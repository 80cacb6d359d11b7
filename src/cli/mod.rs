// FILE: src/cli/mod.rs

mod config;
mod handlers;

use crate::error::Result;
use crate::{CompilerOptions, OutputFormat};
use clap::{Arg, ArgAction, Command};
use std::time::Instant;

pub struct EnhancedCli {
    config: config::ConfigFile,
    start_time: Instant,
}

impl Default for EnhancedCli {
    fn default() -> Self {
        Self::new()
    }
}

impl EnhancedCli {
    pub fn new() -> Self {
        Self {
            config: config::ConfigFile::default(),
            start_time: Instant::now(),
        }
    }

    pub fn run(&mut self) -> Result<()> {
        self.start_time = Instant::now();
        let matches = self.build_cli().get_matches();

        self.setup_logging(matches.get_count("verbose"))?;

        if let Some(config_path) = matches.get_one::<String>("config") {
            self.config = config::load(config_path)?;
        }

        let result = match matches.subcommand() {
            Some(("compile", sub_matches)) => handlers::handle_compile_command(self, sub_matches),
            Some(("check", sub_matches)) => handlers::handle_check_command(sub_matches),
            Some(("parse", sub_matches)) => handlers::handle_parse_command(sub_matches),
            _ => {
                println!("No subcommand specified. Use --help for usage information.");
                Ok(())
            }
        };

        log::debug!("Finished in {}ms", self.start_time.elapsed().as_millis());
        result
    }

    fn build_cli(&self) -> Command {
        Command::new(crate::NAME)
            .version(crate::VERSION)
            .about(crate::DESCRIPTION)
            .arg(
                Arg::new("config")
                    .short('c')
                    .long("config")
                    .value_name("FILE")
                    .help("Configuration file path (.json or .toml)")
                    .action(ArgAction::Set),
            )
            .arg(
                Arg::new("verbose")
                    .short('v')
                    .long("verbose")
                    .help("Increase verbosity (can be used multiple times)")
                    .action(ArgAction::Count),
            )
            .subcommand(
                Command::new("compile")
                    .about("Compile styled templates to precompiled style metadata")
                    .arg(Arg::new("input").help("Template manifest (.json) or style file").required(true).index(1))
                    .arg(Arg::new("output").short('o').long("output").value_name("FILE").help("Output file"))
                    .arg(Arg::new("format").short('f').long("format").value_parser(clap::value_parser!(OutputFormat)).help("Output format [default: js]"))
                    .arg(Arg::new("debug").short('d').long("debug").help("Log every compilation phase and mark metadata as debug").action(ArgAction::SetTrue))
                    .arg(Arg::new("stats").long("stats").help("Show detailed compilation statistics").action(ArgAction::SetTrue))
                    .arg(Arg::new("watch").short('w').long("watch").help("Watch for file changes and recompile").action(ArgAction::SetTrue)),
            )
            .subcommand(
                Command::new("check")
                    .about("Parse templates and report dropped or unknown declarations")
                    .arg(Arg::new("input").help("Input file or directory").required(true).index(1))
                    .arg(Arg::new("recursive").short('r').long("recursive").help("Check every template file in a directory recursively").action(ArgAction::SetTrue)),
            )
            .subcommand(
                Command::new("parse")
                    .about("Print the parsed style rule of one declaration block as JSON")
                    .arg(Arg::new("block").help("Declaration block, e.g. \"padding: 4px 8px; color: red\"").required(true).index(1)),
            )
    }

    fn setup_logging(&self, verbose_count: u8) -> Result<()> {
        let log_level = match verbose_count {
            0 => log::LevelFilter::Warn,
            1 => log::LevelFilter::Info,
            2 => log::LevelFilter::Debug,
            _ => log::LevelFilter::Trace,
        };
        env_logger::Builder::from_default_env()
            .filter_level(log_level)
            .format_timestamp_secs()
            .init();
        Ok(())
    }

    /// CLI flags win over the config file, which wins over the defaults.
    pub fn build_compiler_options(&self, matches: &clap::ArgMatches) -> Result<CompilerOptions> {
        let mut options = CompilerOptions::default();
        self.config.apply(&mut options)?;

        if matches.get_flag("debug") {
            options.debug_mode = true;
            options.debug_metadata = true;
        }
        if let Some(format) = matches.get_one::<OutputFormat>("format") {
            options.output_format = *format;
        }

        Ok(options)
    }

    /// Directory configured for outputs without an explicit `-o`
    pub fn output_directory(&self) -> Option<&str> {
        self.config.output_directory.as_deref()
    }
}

......

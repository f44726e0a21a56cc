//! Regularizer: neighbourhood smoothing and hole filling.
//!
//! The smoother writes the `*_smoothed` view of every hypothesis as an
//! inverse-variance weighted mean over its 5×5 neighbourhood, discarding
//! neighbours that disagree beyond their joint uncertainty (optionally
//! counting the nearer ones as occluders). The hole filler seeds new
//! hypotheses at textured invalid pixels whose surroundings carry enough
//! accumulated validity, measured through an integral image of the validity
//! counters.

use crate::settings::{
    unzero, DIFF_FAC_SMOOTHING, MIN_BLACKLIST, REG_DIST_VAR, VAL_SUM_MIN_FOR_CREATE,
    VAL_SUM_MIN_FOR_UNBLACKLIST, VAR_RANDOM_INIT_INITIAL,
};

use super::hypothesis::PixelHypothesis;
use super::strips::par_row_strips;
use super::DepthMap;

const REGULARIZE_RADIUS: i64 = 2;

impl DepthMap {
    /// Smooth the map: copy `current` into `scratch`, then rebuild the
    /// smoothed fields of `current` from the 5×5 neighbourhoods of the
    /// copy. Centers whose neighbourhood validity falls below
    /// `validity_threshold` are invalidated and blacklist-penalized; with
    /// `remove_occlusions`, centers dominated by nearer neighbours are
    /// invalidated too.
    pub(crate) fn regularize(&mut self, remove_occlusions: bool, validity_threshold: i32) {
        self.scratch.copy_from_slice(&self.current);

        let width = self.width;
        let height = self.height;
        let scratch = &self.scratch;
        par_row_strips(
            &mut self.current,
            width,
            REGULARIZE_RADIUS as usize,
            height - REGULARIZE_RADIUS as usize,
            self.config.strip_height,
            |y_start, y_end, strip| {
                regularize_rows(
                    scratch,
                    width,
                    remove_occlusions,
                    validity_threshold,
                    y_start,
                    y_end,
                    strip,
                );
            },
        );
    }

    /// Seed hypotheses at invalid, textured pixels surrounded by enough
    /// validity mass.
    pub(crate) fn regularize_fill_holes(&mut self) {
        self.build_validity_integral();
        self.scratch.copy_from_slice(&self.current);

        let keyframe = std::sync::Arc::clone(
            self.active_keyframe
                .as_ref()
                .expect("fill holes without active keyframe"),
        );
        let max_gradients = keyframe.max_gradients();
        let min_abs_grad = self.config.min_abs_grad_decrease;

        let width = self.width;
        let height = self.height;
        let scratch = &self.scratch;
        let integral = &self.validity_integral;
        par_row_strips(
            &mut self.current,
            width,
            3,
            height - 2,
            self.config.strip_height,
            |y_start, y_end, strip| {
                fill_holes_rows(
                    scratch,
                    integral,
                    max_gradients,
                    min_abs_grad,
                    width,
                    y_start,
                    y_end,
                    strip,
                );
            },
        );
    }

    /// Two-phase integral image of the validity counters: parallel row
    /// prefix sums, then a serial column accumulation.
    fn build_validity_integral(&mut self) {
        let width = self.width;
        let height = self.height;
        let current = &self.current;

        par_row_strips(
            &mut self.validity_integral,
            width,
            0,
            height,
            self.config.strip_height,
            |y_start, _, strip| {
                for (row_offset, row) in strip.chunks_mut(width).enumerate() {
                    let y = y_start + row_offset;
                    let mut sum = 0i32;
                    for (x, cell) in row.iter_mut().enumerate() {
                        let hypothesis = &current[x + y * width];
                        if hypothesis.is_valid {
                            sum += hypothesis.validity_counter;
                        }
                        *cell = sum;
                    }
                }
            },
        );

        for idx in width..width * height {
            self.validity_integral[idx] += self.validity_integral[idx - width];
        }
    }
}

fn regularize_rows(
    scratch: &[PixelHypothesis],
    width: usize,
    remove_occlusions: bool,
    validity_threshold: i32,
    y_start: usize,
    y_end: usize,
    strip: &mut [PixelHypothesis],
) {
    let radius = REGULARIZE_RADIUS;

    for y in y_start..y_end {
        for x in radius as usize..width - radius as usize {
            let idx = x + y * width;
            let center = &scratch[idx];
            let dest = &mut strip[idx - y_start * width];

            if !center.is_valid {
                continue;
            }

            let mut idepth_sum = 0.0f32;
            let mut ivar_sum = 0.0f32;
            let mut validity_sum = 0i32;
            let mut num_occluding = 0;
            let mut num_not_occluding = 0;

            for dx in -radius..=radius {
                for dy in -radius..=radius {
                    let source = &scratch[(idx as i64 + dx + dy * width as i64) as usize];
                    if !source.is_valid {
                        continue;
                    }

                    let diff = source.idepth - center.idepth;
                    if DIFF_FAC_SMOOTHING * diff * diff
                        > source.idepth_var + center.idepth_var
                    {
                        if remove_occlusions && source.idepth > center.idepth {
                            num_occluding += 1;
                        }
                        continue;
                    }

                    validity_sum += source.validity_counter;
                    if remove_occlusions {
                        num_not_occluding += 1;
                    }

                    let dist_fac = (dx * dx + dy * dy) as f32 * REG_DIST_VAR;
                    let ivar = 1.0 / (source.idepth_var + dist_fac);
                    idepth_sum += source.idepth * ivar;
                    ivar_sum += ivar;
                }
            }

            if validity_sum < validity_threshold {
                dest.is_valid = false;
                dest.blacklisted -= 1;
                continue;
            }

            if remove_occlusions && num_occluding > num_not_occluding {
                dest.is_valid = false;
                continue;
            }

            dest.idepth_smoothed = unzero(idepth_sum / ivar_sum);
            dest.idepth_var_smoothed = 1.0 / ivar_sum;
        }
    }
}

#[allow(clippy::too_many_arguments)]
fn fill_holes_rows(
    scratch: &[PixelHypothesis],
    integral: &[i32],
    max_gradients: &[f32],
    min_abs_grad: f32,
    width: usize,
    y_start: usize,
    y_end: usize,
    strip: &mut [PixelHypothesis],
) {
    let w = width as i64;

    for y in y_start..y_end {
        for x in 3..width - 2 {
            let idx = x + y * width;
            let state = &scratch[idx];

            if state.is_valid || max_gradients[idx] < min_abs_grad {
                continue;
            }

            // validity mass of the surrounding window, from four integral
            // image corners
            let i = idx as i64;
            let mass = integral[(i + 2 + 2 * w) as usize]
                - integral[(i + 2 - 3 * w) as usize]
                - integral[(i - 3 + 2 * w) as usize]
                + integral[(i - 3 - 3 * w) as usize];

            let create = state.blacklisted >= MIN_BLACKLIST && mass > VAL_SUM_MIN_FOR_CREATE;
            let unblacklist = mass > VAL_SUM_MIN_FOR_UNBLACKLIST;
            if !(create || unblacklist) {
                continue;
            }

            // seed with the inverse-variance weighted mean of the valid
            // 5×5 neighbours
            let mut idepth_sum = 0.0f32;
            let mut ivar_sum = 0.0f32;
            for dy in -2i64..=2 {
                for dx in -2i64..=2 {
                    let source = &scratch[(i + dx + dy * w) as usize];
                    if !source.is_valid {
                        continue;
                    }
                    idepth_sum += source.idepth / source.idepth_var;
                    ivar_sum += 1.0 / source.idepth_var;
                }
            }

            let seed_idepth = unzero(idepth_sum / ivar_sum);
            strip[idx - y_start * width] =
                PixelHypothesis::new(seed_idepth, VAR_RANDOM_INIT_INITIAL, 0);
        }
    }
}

......

WHAT IS BEING ASKED
Return the lines of the records that include the string "mass".

ANSWER SPACE
    /// validity mass.
            // validity mass of the surrounding window, from four integral
            let mass = integral[(i + 2 + 2 * w) as usize]
            let create = state.blacklisted >= MIN_BLACKLIST && mass > VAL_SUM_MIN_FOR_CREATE;
            let unblacklist = mass > VAL_SUM_MIN_FOR_UNBLACKLIST;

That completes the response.